Introducing the nonfiction winner was head judge Masha Gessen, a Russian-American journalist whose most recent article is “Autocracy: Rules for Survival,” a six-point plan for enduring Putinesque decline. At first, she said, the nonfiction finalists seemed to make up “a very heavy list.” But “somehow over the last week it’s a list that’s begun to feel ever more timely and ever more urgent.” The winner was depressingly on the nose: Ibram X. Kendi’s Stamped From the Beginning: The Definitive History of Racist Ideas.
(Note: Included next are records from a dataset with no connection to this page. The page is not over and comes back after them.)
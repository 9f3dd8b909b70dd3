//! Sync Notifiers
//!
//! A [`Notifier`] is a one-shot signal tied to the sync cycle that was in
//! flight (or about to start) when a write was accepted. Every writer that
//! shares a cycle holds a clone of the same notifier and observes the same
//! outcome.
//!
//! Errors travel between tasks as plain strings and are mapped to
//! [`Error::Sync`] at the waiting edge. A no-op notifier, returned when
//! syncing or waiting is disabled, resolves immediately with `Ok`.

use tokio::sync::watch;

use crate::error::{Error, Result};

type Outcome = Option<std::result::Result<(), String>>;

/// Receiving side: clone freely, await the cycle outcome.
#[derive(Debug, Clone)]
pub struct Notifier {
    rx: Option<watch::Receiver<Outcome>>,
}

/// Resolving side: owned by the sync cycle, finished exactly once.
#[derive(Debug)]
pub struct NotifierHandle {
    tx: watch::Sender<Outcome>,
}

/// Create a connected handle/notifier pair for one sync cycle.
pub fn new_pair() -> (NotifierHandle, Notifier) {
    let (tx, rx) = watch::channel(None);
    (NotifierHandle { tx }, Notifier { rx: Some(rx) })
}

impl Notifier {
    /// A notifier that resolves immediately with `Ok`.
    pub fn noop() -> Self {
        Self { rx: None }
    }

    /// Wait for the cycle outcome. Resolves with the cycle's error, if any.
    pub async fn wait(&self) -> Result<()> {
        let Some(rx) = &self.rx else {
            return Ok(());
        };

        let mut rx = rx.clone();
        let outcome = loop {
            let current = rx.borrow_and_update().clone();
            if let Some(outcome) = current {
                break outcome;
            }
            if rx.changed().await.is_err() {
                // Handle dropped without finishing; take whatever was last set.
                break rx.borrow().clone().unwrap_or(Ok(()));
            }
        };

        outcome.map_err(Error::Sync)
    }
}

impl NotifierHandle {
    /// Resolve every waiting notifier with the cycle outcome.
    pub fn finish(self, outcome: std::result::Result<(), String>) {
        let _ = self.tx.send(Some(outcome));
    }
}
//! Slice Model
//!
//! A slice is one append-only data file plus its small auxiliary backup
//! files. [`SliceKey`] is its immutable identity; [`LocalSlice`] is the
//! mutable local-storage layout the metadata layer assigns to it: where the
//! file lives inside the volume, how it is synced, whether it is compressed,
//! and how much disk space to pre-allocate.

use serde::{Deserialize, Serialize};

use crate::column::Column;
use crate::compression::Compression;
use crate::keys::SliceKey;
use crate::sync::SyncConfig;

/// Format of the slice data file, selects the format writer implementation.
#[derive(Debug, Clone, Copy, Default, PartialEq, Eq, Serialize, Deserialize)]
#[serde(rename_all = "lowercase")]
pub enum FileType {
    #[default]
    Csv,
}

/// Local-storage layout of a slice inside its volume.
#[derive(Debug, Clone, PartialEq, Serialize, Deserialize)]
pub struct LocalSlice {
    /// Directory of the slice, relative to the volume path.
    pub dir: String,

    /// Data file name inside `dir` (compression extension included).
    pub filename: String,

    /// Disk space to pre-allocate when the file is first created.
    /// Zero disables pre-allocation. Allocation failure is not fatal.
    pub allocate_space: u64,

    pub compression: Compression,

    pub sync: SyncConfig,
}

impl LocalSlice {
    /// Default layout for a slice key: the key path as directory, a `slice.csv`
    /// file with the compression extension appended.
    pub fn for_key(key: &SliceKey, compression: Compression, sync: SyncConfig) -> Self {
        Self {
            dir: key.path(),
            filename: format!("slice.csv{}", compression.extension()),
            allocate_space: 0,
            compression,
            sync,
        }
    }
}

/// A slice: identity, declared columns, file type and local-storage layout.
#[derive(Debug, Clone, PartialEq, Serialize, Deserialize)]
pub struct Slice {
    pub key: SliceKey,
    pub file_type: FileType,
    pub columns: Vec<Column>,
    pub local: LocalSlice,
}

#[cfg(test)]
mod tests {
    use super::*;
    use crate::column::ColumnKind;
    use crate::keys::{SliceId, SliceKey};
    use chrono::{TimeZone, Utc};

    #[test]
    fn local_slice_for_key_appends_compression_extension() {
        let at = Utc.with_ymd_and_hms(2000, 1, 1, 0, 0, 0).unwrap();
        let key = SliceKey {
            source_id: "s".into(),
            sink_id: "t".into(),
            file_id: SliceId(at),
            volume_id: "v".into(),
            slice_id: SliceId(at),
        };

        let plain = LocalSlice::for_key(&key, Compression::None, SyncConfig::default());
        assert_eq!(plain.filename, "slice.csv");

        let compressed = LocalSlice::for_key(&key, Compression::Lz4, SyncConfig::default());
        assert_eq!(compressed.filename, "slice.csv.lz4");
        assert_eq!(compressed.dir, key.path());
    }

    #[test]
    fn slice_roundtrip_json() {
        let at = Utc.with_ymd_and_hms(2001, 2, 3, 4, 5, 6).unwrap();
        let key = SliceKey {
            source_id: "src".into(),
            sink_id: "sink".into(),
            file_id: SliceId(at),
            volume_id: "vol".into(),
            slice_id: SliceId(at),
        };
        let slice = Slice {
            local: LocalSlice::for_key(&key, Compression::None, SyncConfig::default()),
            key,
            file_type: FileType::Csv,
            columns: vec![
                Column::new("id", ColumnKind::Id),
                Column::new("body", ColumnKind::Body),
            ],
        };
        let json = serde_json::to_string(&slice).unwrap();
        let decoded: Slice = serde_json::from_str(&json).unwrap();
        assert_eq!(slice, decoded);
    }
}
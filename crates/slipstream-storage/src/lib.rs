//! Slipstream Storage Layer
//!
//! The local durable storage writer engine: this crate owns everything
//! between an accepted record and bytes safely on a local disk.
//!
//! ## Architecture Overview
//!
//! ```text
//! ┌───────────────┐
//! │   Producers   │
//! └───────┬───────┘
//!         │ write_record(timestamp, values)
//!         ▼
//! ┌───────────────────────────────────────────────┐
//! │ SliceWriter                                   │
//! │  format encoder ─▶ write chain ─▶ slice file  │
//! │        │                ▲                     │
//! │   counters/meters       │ flush / fsync       │
//! │        │                │                     │
//! │        └──▶ disk-sync engine (triggers)       │
//! └───────────────────┬───────────────────────────┘
//!                     │ owned by
//!                     ▼
//! ┌───────────────────────────────────────────────┐
//! │ Volume  {path}/{kind}/{label}                 │
//! │  ID file · lock file · drain marker           │
//! └───────────────────┬───────────────────────────┘
//!                     │ detected/owned by
//!                     ▼
//!             Volumes collection
//! ```
//!
//! ## Main Components
//!
//! - [`chain::WriteChain`] - composable pipeline of byte-transforming stages
//!   ending in the file, with ordered flush/sync/close.
//! - [`sync::Syncer`] - decides when accumulated writes become durable and
//!   what callers must wait for; coalesces concurrent sync requests into a
//!   single in-flight cycle.
//! - [`writer::SliceWriter`] - per-slice record API with statistics
//!   accessors and lifecycle events.
//! - [`volume::Volume`] / [`volumes::Volumes`] - exclusive ownership of the
//!   on-disk directories hosting the slices.
//! - [`count`] / [`meter`] - record/byte statistics with crash-surviving
//!   disk backups.

pub mod alloc;
pub mod buffer;
pub mod chain;
pub mod compress;
pub mod config;
pub mod count;
pub mod error;
pub mod events;
pub mod format;
pub mod lock;
pub mod meter;
pub mod notify;
pub mod sync;
pub mod volume;
pub mod volumes;
pub mod writer;

pub use chain::{ChainFile, WriteChain};
pub use config::{FileOpener, VolumeConfig, WriterConfig};
pub use count::{Counter, CounterWithBackup};
pub use error::{Error, MultiError, Result};
pub use events::Events;
pub use meter::MeterWithBackup;
pub use notify::Notifier;
pub use sync::{SyncStats, Syncer};
pub use volume::{Volume, VolumeSpec, DRAIN_FILE, ID_FILE, LOCK_FILE};
pub use volumes::Volumes;
pub use writer::{
    SliceWriter, COMPLETED_COUNT_FILE, COMPRESSED_SIZE_FILE, UNCOMPRESSED_SIZE_FILE,
};
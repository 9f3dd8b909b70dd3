//! Slipstream Metadata Interfaces
//!
//! The storage core consumes and produces metadata through two narrow seams,
//! both defined here:
//!
//! - **Slice registry** ([`registry`]) - a read-only, continuously updated
//!   view of "slice → local-storage layout". The distributed store behind it
//!   is an external collaborator; the in-process implementation is the
//!   in-memory registry with a broadcast change feed.
//! - **Statistics registry** ([`statistics`]) - per-slice counters/meters
//!   snapshots pushed by slice writers, consumed by the two-tier read cache
//!   ([`cache`]): L1 mirrors every record and aggregates by key prefix on
//!   each query; L2 memoizes aggregates per prefix and is invalidated
//!   wholesale on a fixed interval.

pub mod cache;
pub mod error;
pub mod registry;
pub mod statistics;

pub use cache::{L1Cache, L2Cache};
pub use error::{Error, Result};
pub use registry::{MemoryRegistry, SliceEvent, SliceRegistry};
pub use statistics::{StatsEvent, StatsRegistry, StatsValue};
Kendi’s speech began as a litany of thank-yous, and it seemed he might not even address the elephant. But his final thanks went to his 6-month-old daughter; her name, Imani, means “faith” in Swahili. “It has a new meaning for us,” he said, “as the first black president is set to leave the White House and as a man who is emphatically endorsed by the Ku Klux Klan is about to enter … I spent years looking at the absolute worst in America, its horrific history of racism. But in the end I never lost faith that the terror of racism would one day end.”

“Let me tell you something,” said Wilmore. “The National Book Foundation is woke.” And then, as expected, Whitehead won the fiction award for The Underground Railroad, a heightened allegory in which the famous slave route is an actual railroad. It runs through Southern states that represent alternative realities in the landscape of American possibility. (You could think of our own conflicting realities — Obama’s “post-racial” world followed by its impossible opposite — in similar ways.) Whitehead confessed onstage that he had few ready answers for our current circumstances. “I’m sort of stunned,” he said. “But I hit upon something that was making me feel better. ‘Be kind to everybody, make art, and fight the power.’ That seemed like a good formula for me anyway. So: BMF. And if you have trouble remembering that, a good mnemonic device to tell yourself is, ‘They can’t break me because I’m a bad motherfucker.’ Thank you.”